Work instructions:
Every line of the records that holds the word "Error" should be copied out.

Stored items
▶

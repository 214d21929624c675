//! Dominance integration tests.
//!
//! These tests drive the public API end to end:
//! 1. Build a graph, either raw through `GraphCollection` or through `ControlFlowGraph`
//! 2. Compute dominators and post-dominators with `DominanceEngine`
//! 3. Compare the results with hand-derived maps and with a brute-force reachability
//!    definition of dominance on generated graphs

use std::collections::{BTreeMap, BTreeSet};

use cfgscope::{
    algorithms::dfs,
    analysis::{CfgEdgeKind, ControlFlowGraph},
    DominanceDirection, DominanceEngine, DominanceState, DominatorTree, Error, GraphCollection,
    NodeId, Result, Selector,
};

/// Deterministic generator so failures reproduce.
struct Lcg(u64);

impl Lcg {
    fn next(&mut self, bound: usize) -> usize {
        self.0 = self
            .0
            .wrapping_mul(6_364_136_223_846_793_005)
            .wrapping_add(1_442_695_040_888_963_407);
        ((self.0 >> 33) as usize) % bound
    }
}

/// Shows the crate's `log` output when a test runs with `RUST_LOG` set.
fn init_logging() {
    let _ = env_logger::builder().is_test(true).try_init();
}

/// A connected graph with vertex 0 as entry and vertex 1 as exit, plus `extra` random
/// edges. Few extra edges leave dead ends and cycles without a path to the exit.
fn random_graph(seed: u64, count: usize, extra: usize) -> GraphCollection<(), ()> {
    let mut rng = Lcg(seed);
    let mut graph = GraphCollection::new();
    let nodes: Vec<NodeId> = (0..count).map(|_| graph.add_vertex()).collect();
    graph.add_edge(nodes[0], nodes[1], Selector::CFG).unwrap();

    for i in 2..count {
        // tree edge from an earlier non-exit vertex keeps everything reachable
        let mut parent = rng.next(i);
        if parent == 1 {
            parent = 0;
        }
        graph
            .ensure_edge(nodes[parent], nodes[i], Selector::CFG)
            .unwrap();
    }
    for _ in 0..extra {
        let s = rng.next(count);
        let t = rng.next(count);
        if s == 1 {
            continue;
        }
        graph.ensure_edge(nodes[s], nodes[t], Selector::CFG).unwrap();
    }
    graph
}

fn compute(
    graph: &GraphCollection<(), ()>,
    entry: NodeId,
    exit: NodeId,
    direction: DominanceDirection,
) -> Result<DominatorTree> {
    init_logging();
    let view = graph.view(Selector::CFG);
    let mut engine = DominanceEngine::new(&view, entry, exit)?;
    engine.compute(direction)?;
    engine.into_tree()
}

/// `d` dominates `v` iff `v` cannot be reached from `entry` once `d` is removed.
fn brute_force_dominates(
    graph: &GraphCollection<(), ()>,
    entry: NodeId,
    d: NodeId,
    v: NodeId,
) -> bool {
    if d == v || d == entry {
        return true;
    }
    let view = graph.subgraph_view(Selector::CFG, graph.vertices().filter(|&n| n != d));
    !dfs(&view, entry).any(|n| n == v)
}

/// `d` post-dominates `v` iff `v` cannot reach `exit` once `d` is removed. `graph` must
/// already carry the fake exit edges.
fn brute_force_post_dominates(
    graph: &GraphCollection<(), ()>,
    exit: NodeId,
    d: NodeId,
    v: NodeId,
) -> bool {
    if d == v || d == exit {
        return true;
    }
    let view = graph.subgraph_view(Selector::CFG, graph.vertices().filter(|&n| n != d));
    !dfs(&view, v).any(|n| n == exit)
}

#[test]
fn test_scenario_diamond() -> Result<()> {
    // entry -> A -> {B, C} -> D -> exit
    let mut cfg = ControlFlowGraph::new();
    let a = cfg.add_block(2)?;
    let b = cfg.add_block(3)?;
    let c = cfg.add_block(4)?;
    let d = cfg.add_block(5)?;
    cfg.add_unconditional_edge(cfg.entry(), a)?;
    cfg.add_edge(a, b, CfgEdgeKind::ConditionalTrue)?;
    cfg.add_edge(a, c, CfgEdgeKind::ConditionalFalse)?;
    cfg.add_unconditional_edge(b, d)?;
    cfg.add_unconditional_edge(c, d)?;
    cfg.add_unconditional_edge(d, cfg.exit())?;

    let view = cfg.full_cfg_view();
    let mut dom = DominanceEngine::new(&view, cfg.entry(), cfg.exit())?;
    dom.compute(DominanceDirection::Dominators)?;
    let map = dom.dominator_map()?;
    assert_eq!(map[&a], cfg.entry());
    assert_eq!(map[&b], a);
    assert_eq!(map[&c], a);
    assert_eq!(map[&d], a);
    assert_eq!(map[&cfg.entry()], cfg.entry());

    let mut pdom = DominanceEngine::new(&view, cfg.entry(), cfg.exit())?;
    pdom.compute(DominanceDirection::PostDominators)?;
    let map = pdom.dominator_map()?;
    assert_eq!(map[&c], d);
    assert_eq!(map[&b], d);
    assert_eq!(map[&a], d);
    assert_eq!(map[&d], cfg.exit());
    assert!(pdom.fake_exit_edges()?.is_empty());

    let dominated = dom.all_dominated()?;
    assert_eq!(dominated[&a], BTreeSet::from([a, b, c, d]));
    assert_eq!(dominated[&b], BTreeSet::from([b]));
    Ok(())
}

#[test]
fn test_noreturn_block_gets_fake_exit_edge() -> Result<()> {
    // entry -> a -> exit, entry -> abort (no successors)
    let mut graph: GraphCollection<(), ()> = GraphCollection::new();
    let entry = graph.add_vertex();
    let exit = graph.add_vertex();
    let a = graph.add_vertex();
    let abort = graph.add_vertex();
    graph.add_edge(entry, a, Selector::CFG)?;
    graph.add_edge(a, exit, Selector::CFG)?;
    graph.add_edge(entry, abort, Selector::CFG)?;

    let view = graph.view(Selector::CFG);
    let mut engine = DominanceEngine::new(&view, entry, exit)?;
    engine.compute(DominanceDirection::PostDominators)?;

    assert!(engine.has_fake_exit_edge(abort)?);
    assert!(!engine.has_fake_exit_edge(a)?);
    assert_eq!(engine.immediate_dominator(abort)?, exit);
    assert_eq!(engine.immediate_dominator(a)?, exit);
    assert_eq!(engine.immediate_dominator(entry)?, exit);
    Ok(())
}

#[test]
fn test_unreachable_block_is_malformed() -> Result<()> {
    let mut graph: GraphCollection<(), ()> = GraphCollection::new();
    let entry = graph.add_vertex();
    let exit = graph.add_vertex();
    let orphan = graph.add_vertex();
    graph.add_edge(entry, exit, Selector::CFG)?;
    graph.add_edge(orphan, exit, Selector::CFG)?;

    let view = graph.view(Selector::CFG);
    let mut engine = DominanceEngine::new(&view, entry, exit)?;
    assert!(matches!(
        engine.compute(DominanceDirection::Dominators),
        Err(Error::MalformedGraph { .. })
    ));
    assert_eq!(engine.state(), DominanceState::NotComputed);
    assert!(matches!(
        engine.immediate_dominator(exit),
        Err(Error::DominanceNotComputed)
    ));
    Ok(())
}

#[test]
fn test_generated_graphs_match_brute_force() {
    for seed in 0..40 {
        let count = 6 + (seed as usize % 9);
        let graph = random_graph(seed, count, count * 2);
        let entry = NodeId::new(0);
        let exit = NodeId::new(1);
        let tree = compute(&graph, entry, exit, DominanceDirection::Dominators).unwrap();

        for v in graph.vertices() {
            for d in graph.vertices() {
                assert_eq!(
                    tree.dominates(d, v),
                    brute_force_dominates(&graph, entry, d, v),
                    "seed {seed}: dominates({d}, {v})"
                );
            }

            // the idom chain reaches the entry in at most |V| steps
            let chain: Vec<NodeId> = tree.dominators(v).collect();
            assert!(chain.len() <= count, "seed {seed}: chain of {v}");
            assert_eq!(chain.last(), Some(&entry));

            // the immediate dominator is the closest strict dominator
            if let Some(idom) = tree.immediate_dominator(v) {
                for d in graph.vertices() {
                    if d != v && tree.dominates(d, v) {
                        assert!(tree.dominates(d, idom), "seed {seed}: {d} above {idom}");
                    }
                }
            }
        }
    }
}

#[test]
fn test_generated_post_dominators_cover_every_vertex() {
    for seed in 100..130 {
        let count = 6 + (seed as usize % 7);
        let graph = random_graph(seed, count, count * 2);
        let tree = compute(
            &graph,
            NodeId::new(0),
            NodeId::new(1),
            DominanceDirection::PostDominators,
        )
        .unwrap();

        let map: BTreeMap<NodeId, Option<NodeId>> = graph
            .vertices()
            .map(|v| (v, tree.immediate_dominator(v)))
            .collect();
        for (&v, &ipdom) in &map {
            assert!(tree.contains(v), "seed {seed}: {v} has no post-dominator");
            if v != NodeId::new(1) {
                assert!(ipdom.is_some(), "seed {seed}: {v}");
            }
        }
    }
}

#[test]
fn test_generated_post_dominators_match_brute_force() {
    let (entry, exit) = (NodeId::new(0), NodeId::new(1));
    let mut saw_fake_edges = false;
    for seed in 400..520 {
        let count = 3 + (seed as usize % 14);
        let extra = seed as usize % count;
        let graph = random_graph(seed, count, extra);
        let tree = compute(&graph, entry, exit, DominanceDirection::PostDominators).unwrap();

        // blocks without a path to the exit hang off it through fake edges
        let mut augmented = graph.clone();
        for &v in tree.fake_exit_edges() {
            augmented.ensure_edge(v, exit, Selector::CFG).unwrap();
            saw_fake_edges = true;
        }
        for v in graph.vertices() {
            assert!(
                dfs(&augmented.view(Selector::CFG), v).any(|n| n == exit),
                "seed {seed}: {v} still cannot reach the exit"
            );
        }

        for v in graph.vertices() {
            for d in graph.vertices() {
                assert_eq!(
                    tree.dominates(d, v),
                    brute_force_post_dominates(&augmented, exit, d, v),
                    "seed {seed}: post-dominates({d}, {v})"
                );
            }

            // the immediate post-dominator is the closest strict post-dominator
            if let Some(ipdom) = tree.immediate_dominator(v) {
                assert!(brute_force_post_dominates(&augmented, exit, ipdom, v));
                for d in graph.vertices() {
                    if d != v && brute_force_post_dominates(&augmented, exit, d, v) {
                        assert!(
                            brute_force_post_dominates(&augmented, exit, d, ipdom),
                            "seed {seed}: {d} below {ipdom}"
                        );
                    }
                }
            } else {
                assert_eq!(v, exit, "seed {seed}");
            }
        }
    }
    assert!(saw_fake_edges);
}

#[test]
fn test_rebuild_is_deterministic() {
    let first = random_graph(7, 12, 24);
    let second = random_graph(7, 12, 24);
    let a = compute(&first, NodeId::new(0), NodeId::new(1), DominanceDirection::Dominators)
        .unwrap();
    let b = compute(&second, NodeId::new(0), NodeId::new(1), DominanceDirection::Dominators)
        .unwrap();
    assert_eq!(a.preorder(), b.preorder());
    for v in first.vertices() {
        assert_eq!(a.immediate_dominator(v), b.immediate_dominator(v));
    }
}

◀

Solution to this exercise:
    DominanceDirection, DominanceEngine, DominanceState, DominatorTree, Error, GraphCollection,
        Err(Error::MalformedGraph { .. })
        Err(Error::DominanceNotComputed)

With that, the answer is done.